From the line containing "repository 3003002ff0c22b38" down to the line containing "use crate::error::ApiResult;" in the records below, reproduce every line exactly, ends included, and omit all others.

- _Data extracted from a collection_:

:::

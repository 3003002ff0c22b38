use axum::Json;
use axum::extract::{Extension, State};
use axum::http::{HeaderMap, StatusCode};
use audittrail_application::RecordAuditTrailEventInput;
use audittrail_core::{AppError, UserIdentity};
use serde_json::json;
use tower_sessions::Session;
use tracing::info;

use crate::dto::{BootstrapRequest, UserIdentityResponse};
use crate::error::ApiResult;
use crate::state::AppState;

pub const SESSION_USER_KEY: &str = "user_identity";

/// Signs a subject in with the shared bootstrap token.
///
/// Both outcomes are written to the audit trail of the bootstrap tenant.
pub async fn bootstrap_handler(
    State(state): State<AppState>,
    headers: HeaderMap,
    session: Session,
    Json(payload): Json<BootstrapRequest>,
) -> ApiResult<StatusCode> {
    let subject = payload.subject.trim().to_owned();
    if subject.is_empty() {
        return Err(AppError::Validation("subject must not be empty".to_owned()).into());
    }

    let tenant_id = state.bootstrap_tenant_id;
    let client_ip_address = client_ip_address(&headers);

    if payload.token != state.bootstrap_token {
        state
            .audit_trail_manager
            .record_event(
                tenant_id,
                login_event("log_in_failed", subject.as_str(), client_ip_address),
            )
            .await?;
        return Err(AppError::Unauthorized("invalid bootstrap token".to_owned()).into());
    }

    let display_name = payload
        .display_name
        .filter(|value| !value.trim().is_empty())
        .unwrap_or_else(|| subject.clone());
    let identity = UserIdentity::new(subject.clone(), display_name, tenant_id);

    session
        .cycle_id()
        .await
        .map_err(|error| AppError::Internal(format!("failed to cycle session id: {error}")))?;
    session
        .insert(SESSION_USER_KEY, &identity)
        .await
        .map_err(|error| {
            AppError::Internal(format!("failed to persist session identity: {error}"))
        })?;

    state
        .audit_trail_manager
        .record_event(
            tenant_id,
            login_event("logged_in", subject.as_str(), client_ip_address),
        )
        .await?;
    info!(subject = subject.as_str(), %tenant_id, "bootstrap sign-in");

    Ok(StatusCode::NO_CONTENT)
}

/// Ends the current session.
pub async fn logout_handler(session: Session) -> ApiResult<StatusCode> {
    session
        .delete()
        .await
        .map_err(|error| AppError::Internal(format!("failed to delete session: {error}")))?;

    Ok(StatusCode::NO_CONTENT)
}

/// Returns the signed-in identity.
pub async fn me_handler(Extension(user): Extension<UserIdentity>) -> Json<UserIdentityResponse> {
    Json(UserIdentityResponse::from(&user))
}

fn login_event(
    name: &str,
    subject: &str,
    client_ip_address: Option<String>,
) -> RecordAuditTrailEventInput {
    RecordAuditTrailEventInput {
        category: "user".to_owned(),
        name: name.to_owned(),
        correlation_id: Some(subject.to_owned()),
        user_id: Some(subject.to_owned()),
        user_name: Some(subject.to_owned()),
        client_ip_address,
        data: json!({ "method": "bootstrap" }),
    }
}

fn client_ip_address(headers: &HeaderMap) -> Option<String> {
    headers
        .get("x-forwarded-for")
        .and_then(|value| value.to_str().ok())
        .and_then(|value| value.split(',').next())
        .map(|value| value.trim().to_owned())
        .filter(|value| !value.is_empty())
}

:::

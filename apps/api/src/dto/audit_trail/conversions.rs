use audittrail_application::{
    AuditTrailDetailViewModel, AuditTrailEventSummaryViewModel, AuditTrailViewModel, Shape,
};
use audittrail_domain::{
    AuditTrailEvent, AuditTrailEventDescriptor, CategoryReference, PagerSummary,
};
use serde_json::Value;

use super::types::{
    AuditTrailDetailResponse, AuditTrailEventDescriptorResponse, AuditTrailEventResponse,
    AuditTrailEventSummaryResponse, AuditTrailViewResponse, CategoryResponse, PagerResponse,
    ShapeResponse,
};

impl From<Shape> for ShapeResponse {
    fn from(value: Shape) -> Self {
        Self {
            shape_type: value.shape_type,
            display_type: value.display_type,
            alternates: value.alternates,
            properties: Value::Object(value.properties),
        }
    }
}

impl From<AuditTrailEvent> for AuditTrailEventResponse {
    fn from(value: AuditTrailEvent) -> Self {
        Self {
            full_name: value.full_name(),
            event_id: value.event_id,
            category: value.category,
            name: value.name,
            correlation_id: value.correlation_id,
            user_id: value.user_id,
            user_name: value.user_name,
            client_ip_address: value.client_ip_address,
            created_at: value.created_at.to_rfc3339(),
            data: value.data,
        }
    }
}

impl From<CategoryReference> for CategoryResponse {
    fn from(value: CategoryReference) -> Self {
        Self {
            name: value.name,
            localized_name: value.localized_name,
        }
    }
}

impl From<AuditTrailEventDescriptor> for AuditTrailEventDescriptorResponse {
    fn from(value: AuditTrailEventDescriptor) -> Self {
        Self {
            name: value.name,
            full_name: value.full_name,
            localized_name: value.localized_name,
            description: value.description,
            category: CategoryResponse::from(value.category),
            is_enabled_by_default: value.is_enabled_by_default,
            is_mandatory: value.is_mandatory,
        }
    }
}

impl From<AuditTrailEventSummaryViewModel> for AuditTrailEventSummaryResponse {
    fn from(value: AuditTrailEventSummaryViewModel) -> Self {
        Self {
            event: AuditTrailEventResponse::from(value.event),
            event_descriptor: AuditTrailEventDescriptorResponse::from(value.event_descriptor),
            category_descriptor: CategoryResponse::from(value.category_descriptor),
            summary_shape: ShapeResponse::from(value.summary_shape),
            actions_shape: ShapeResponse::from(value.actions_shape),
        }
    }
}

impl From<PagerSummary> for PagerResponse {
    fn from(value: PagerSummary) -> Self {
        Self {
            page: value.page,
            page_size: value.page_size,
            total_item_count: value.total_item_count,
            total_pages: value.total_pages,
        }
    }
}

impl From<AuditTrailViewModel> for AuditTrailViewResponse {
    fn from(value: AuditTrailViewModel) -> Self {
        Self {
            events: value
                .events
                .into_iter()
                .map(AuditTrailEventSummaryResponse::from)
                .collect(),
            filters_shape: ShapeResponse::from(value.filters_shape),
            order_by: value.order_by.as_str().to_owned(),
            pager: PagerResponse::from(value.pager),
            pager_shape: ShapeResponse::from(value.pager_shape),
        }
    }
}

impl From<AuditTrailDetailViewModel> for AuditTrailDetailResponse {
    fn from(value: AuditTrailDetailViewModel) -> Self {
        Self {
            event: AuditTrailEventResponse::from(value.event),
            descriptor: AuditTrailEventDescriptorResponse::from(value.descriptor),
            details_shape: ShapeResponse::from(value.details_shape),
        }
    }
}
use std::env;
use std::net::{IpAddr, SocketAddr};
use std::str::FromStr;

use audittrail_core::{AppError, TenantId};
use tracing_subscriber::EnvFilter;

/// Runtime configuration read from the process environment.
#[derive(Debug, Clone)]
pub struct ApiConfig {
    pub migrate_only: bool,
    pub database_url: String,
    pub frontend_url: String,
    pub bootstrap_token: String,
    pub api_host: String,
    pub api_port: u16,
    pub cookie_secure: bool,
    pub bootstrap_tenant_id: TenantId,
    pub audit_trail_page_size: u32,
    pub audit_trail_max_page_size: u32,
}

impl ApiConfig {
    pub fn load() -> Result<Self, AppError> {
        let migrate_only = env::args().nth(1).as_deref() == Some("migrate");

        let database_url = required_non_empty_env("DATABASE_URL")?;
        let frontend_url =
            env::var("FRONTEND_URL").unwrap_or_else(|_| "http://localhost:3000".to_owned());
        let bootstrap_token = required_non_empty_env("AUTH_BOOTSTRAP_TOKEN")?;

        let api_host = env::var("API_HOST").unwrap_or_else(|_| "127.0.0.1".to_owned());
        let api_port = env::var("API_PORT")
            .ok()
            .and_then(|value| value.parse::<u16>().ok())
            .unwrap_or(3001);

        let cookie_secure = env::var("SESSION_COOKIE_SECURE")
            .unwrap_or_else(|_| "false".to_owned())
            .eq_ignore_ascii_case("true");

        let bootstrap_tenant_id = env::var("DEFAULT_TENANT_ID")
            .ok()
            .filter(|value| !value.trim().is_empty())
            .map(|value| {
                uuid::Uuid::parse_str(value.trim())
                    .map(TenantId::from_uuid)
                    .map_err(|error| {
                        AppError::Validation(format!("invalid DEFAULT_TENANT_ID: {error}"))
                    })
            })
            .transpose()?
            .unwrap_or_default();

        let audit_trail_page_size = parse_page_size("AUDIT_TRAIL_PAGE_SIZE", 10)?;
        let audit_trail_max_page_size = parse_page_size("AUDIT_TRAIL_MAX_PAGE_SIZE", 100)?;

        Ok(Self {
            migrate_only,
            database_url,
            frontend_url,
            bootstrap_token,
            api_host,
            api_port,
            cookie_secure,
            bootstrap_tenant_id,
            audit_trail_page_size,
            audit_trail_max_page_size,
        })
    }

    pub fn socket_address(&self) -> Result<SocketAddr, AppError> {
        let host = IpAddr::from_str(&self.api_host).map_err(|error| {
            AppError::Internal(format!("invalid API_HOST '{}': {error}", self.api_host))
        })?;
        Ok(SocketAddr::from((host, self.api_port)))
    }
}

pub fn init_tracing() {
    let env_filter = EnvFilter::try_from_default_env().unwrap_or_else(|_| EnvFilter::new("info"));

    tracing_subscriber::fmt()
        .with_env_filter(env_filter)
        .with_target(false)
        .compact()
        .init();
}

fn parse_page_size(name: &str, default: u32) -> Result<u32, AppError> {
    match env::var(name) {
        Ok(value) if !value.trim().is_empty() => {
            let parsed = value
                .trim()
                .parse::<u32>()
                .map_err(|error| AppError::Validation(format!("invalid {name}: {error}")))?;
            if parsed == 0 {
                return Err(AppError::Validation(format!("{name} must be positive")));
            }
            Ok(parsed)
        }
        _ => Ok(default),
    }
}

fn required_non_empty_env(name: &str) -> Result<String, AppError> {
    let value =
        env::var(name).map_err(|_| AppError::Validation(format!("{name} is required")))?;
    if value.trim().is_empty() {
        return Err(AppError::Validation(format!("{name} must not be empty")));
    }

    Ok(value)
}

:::

- _Answer for this exercise_:
repository 3003002ff0c22b38
use axum::Json;
use axum::extract::{Extension, State};
use axum::http::{HeaderMap, StatusCode};
use audittrail_application::RecordAuditTrailEventInput;
use audittrail_core::{AppError, UserIdentity};
use serde_json::json;
use tower_sessions::Session;
use tracing::info;

use crate::dto::{BootstrapRequest, UserIdentityResponse};
use crate::error::ApiResult;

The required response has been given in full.